▶ Entries shown
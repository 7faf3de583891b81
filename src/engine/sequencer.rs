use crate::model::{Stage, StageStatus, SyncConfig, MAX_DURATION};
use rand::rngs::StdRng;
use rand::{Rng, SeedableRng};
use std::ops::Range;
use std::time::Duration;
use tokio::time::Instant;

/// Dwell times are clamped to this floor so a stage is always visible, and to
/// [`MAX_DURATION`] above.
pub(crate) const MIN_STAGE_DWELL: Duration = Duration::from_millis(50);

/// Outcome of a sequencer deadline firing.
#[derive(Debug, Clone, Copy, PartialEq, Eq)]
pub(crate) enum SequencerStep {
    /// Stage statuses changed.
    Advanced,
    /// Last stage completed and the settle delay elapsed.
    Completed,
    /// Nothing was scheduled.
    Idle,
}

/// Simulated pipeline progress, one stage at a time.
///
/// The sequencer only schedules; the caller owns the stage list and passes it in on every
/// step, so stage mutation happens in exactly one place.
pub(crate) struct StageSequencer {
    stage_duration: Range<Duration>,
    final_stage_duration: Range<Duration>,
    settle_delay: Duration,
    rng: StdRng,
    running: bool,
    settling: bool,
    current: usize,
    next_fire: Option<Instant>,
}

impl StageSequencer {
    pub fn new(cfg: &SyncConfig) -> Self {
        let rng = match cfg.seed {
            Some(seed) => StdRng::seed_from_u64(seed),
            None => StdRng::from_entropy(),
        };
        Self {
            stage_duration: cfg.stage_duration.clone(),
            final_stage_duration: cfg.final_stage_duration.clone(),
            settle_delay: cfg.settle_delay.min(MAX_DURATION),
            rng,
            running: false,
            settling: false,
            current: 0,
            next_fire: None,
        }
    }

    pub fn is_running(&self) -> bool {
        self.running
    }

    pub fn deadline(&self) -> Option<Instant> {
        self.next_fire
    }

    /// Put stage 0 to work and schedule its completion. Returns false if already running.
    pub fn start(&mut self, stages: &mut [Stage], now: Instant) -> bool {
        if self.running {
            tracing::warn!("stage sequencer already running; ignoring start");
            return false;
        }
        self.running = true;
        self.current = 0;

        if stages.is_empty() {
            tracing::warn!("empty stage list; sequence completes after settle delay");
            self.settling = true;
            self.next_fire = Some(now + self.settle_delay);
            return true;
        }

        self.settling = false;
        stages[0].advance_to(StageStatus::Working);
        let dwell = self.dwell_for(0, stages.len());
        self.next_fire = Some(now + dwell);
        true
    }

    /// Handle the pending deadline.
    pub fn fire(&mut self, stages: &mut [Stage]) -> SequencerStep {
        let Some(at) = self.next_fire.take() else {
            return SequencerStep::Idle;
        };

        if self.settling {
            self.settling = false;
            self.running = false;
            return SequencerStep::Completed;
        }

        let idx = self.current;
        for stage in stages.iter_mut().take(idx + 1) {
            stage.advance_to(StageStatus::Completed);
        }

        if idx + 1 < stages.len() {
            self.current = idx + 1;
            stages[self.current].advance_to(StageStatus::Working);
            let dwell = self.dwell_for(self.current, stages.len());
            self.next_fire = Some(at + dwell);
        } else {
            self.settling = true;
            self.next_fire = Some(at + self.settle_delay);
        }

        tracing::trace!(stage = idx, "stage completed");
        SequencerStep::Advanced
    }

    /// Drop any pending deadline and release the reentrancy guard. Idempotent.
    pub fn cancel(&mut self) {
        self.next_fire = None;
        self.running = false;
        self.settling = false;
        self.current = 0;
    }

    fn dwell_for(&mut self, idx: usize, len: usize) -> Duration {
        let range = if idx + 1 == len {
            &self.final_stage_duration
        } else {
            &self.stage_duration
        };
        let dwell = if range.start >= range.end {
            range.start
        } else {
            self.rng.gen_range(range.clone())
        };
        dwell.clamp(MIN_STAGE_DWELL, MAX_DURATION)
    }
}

▶ Your objective
Reproduce every line of the material above that has the string "Working".

▶ Your response
        stages[0].advance_to(StageStatus::Working);
            stages[self.current].advance_to(StageStatus::Working);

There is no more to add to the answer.